On reproche à l’Inidh sa composition. On estime qu’il y a plusieurs représentants de l’Etat et surcroit qui ont le droit de vote. La société civile veut que les représentants de l’Etat n’aient pas le droit de vote. En dehors de ces considérations, il faut dire que les principes de Paris quand on parle d’indépendance des institutions, c’est au niveau de la création. C’est-à-dire qu’il ne faut pas que ça soit créé par un acte de l’Exécutif. Or, nous, notre institution a été créée par la Constitution, dotée d’une loi organique donc son indépendance statutaire est affirmée. Maintenant, les autres questions peuvent venir, notamment sa composition, les modes de désignation. Aujourd’hui, le point d’achoppement c’est la présence des représentants de l’Etat et leur droit de vote, mais cette question ne peut être tranchée que par la nouvelle loi organique.

Concernant la clinique juridique, qui est sensé saisir l’Inidh et comment ?

D’abord, les individus victimes d’une violation de leurs droits peuvent saisir l’institution de plainte individuelle. L’institution fait des enquêtes, des constatations et tente de remédier aux violations en général. En dehors des individus, l’institution peut être saisie par des entités pour soit saisir la Cour constitutionnelle pour des questions notamment d’exception d’inconstitutionnalité. Mais, la nouvelle Constitution ne contient plus l’exception d’inconstitutionnalité. Là aussi nous attendons la nouvelle loi organique sur la Cour constitutionnelle pour voir la place que l’exception d’inconstitutionnalité va avoir sur le système. C’est surtout des plaintes individuelles, mais il n’est pas interdit à un groupe de saisir l’institution. Par exemple, on avait été saisi par le collectif des victimes de Kaporo Rails. La dernière saisine c’est un fonctionnaire du ministère des Finances dont le salaire a été bloqué pendant plus d’un an. Il a gagné devant les juridictions et le ministère a refusé d’exécuter la décision. Nous avons été obligés d’écrire au ministre des Finances pour lui rappeler les obligations quant à l’exécution des décisions de justice. Mais comme le problème persiste, on a été obligé de référer la question au Médiateur de la République les constatations sur tous les cas de saisine, il y a un document ouvert vous pouvez vous-mêmes en prendre connaissance.

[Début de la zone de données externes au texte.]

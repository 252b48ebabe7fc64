//! JSON export of stored results.

use std::io::BufWriter;
use std::path::{Path, PathBuf};

use chrono::Utc;
use prompt_harness_core::{AnalysisKind, ResultBundle};
use serde::{Deserialize, Serialize};
use sha2::{Digest, Sha256};
use tracing::info;

use crate::error::Result;
use crate::store::ResultStore;

/// What an export wrote and how to verify it.
#[derive(Debug, Clone, PartialEq, Eq, Serialize, Deserialize)]
#[serde(rename_all = "camelCase")]
pub struct ExportReceipt {
    pub path: PathBuf,
    pub total_tests: usize,
    /// Hex SHA-256 digest of the written file.
    pub checksum: String,
}

/// Default export file name for `kind` (`tam_test_results.json`, ...).
pub fn default_export_name(kind: Option<AnalysisKind>) -> String {
    match kind {
        Some(kind) => format!("{kind}_test_results.json"),
        None => "test_results.json".to_string(),
    }
}

/// Computes the SHA-256 hex digest of a file.
///
/// # Errors
///
/// Returns [`IoError`](crate::DatabaseError::IoError) if the file cannot be
/// read.
pub fn file_checksum(path: impl AsRef<Path>) -> Result<String> {
    let bytes = std::fs::read(path)?;
    Ok(format!("{:x}", Sha256::digest(&bytes)))
}

impl ResultStore {
    /// Snapshots the stored results, optionally filtered by kind, into an
    /// export bundle stamped with the current time.
    pub fn bundle(&self, kind: Option<AnalysisKind>) -> ResultBundle {
        ResultBundle::new(kind, Utc::now(), self.list(kind))
    }

    /// Writes [`bundle`](Self::bundle) to `path` as pretty-printed JSON.
    ///
    /// # Errors
    ///
    /// Returns [`IoError`](crate::DatabaseError::IoError) if the file cannot
    /// be written, or [`JsonError`](crate::DatabaseError::JsonError) if
    /// serialization fails.
    pub fn export_to_file(
        &self,
        kind: Option<AnalysisKind>,
        path: impl AsRef<Path>,
    ) -> Result<ExportReceipt> {
        let path = path.as_ref();
        if let Some(parent) = path.parent().filter(|p| !p.as_os_str().is_empty()) {
            std::fs::create_dir_all(parent)?;
        }

        let bundle = self.bundle(kind);
        {
            let file = std::fs::File::create(path)?;
            let writer = BufWriter::new(file);
            serde_json::to_writer_pretty(writer, &bundle)?;
        }

        let checksum = file_checksum(path)?;
        info!(
            path = %path.display(),
            total_tests = bundle.total_tests,
            kind = ?kind,
            "Exported results"
        );
        Ok(ExportReceipt {
            path: path.to_path_buf(),
            total_tests: bundle.total_tests,
            checksum,
        })
    }
}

A quel moment peut-on saisir votre institution ?

L’Inidh est un organe quasi-juridictionnel. Nos constatations sont mi juridictionnelles, mi administratives. Mais lorsque les juridictions sont saisies d’une question, l’Inidh ne peut pas trancher même si elle est saisie. Aussi longtemps qu’une question est pendante devant la justice, on n’est pas concerné. Par contre, si avant de référer la question à la justice, vous saisissez l’institution dans la mesure du possible et qu’il y ait arrangement puisque tout n’est pas obligé d’être réglé par des mécanismes strictement juridiques. Une fois, il y a un jeune guinéen dont le taxi avait été immobilisé à la fourrière, il s’est plaint de l’abus de la police. Nous avons envoyé des commissaires pour vérifier les informations, finalement, on lui a remis sa voiture dans la soirée et il est rentré chez lui. Le lendemain, il m’a rappelé pour dire qu’on lui a retiré 50 mille Gnf, je lui ai dit que c’est sa parole contre celle de l’officier qu’il accuse et nous n’avons aucune preuve pour vérifier l’exactitude de son accusation. Il arrive qu’on arrête des individus et qu’on les emprisonne.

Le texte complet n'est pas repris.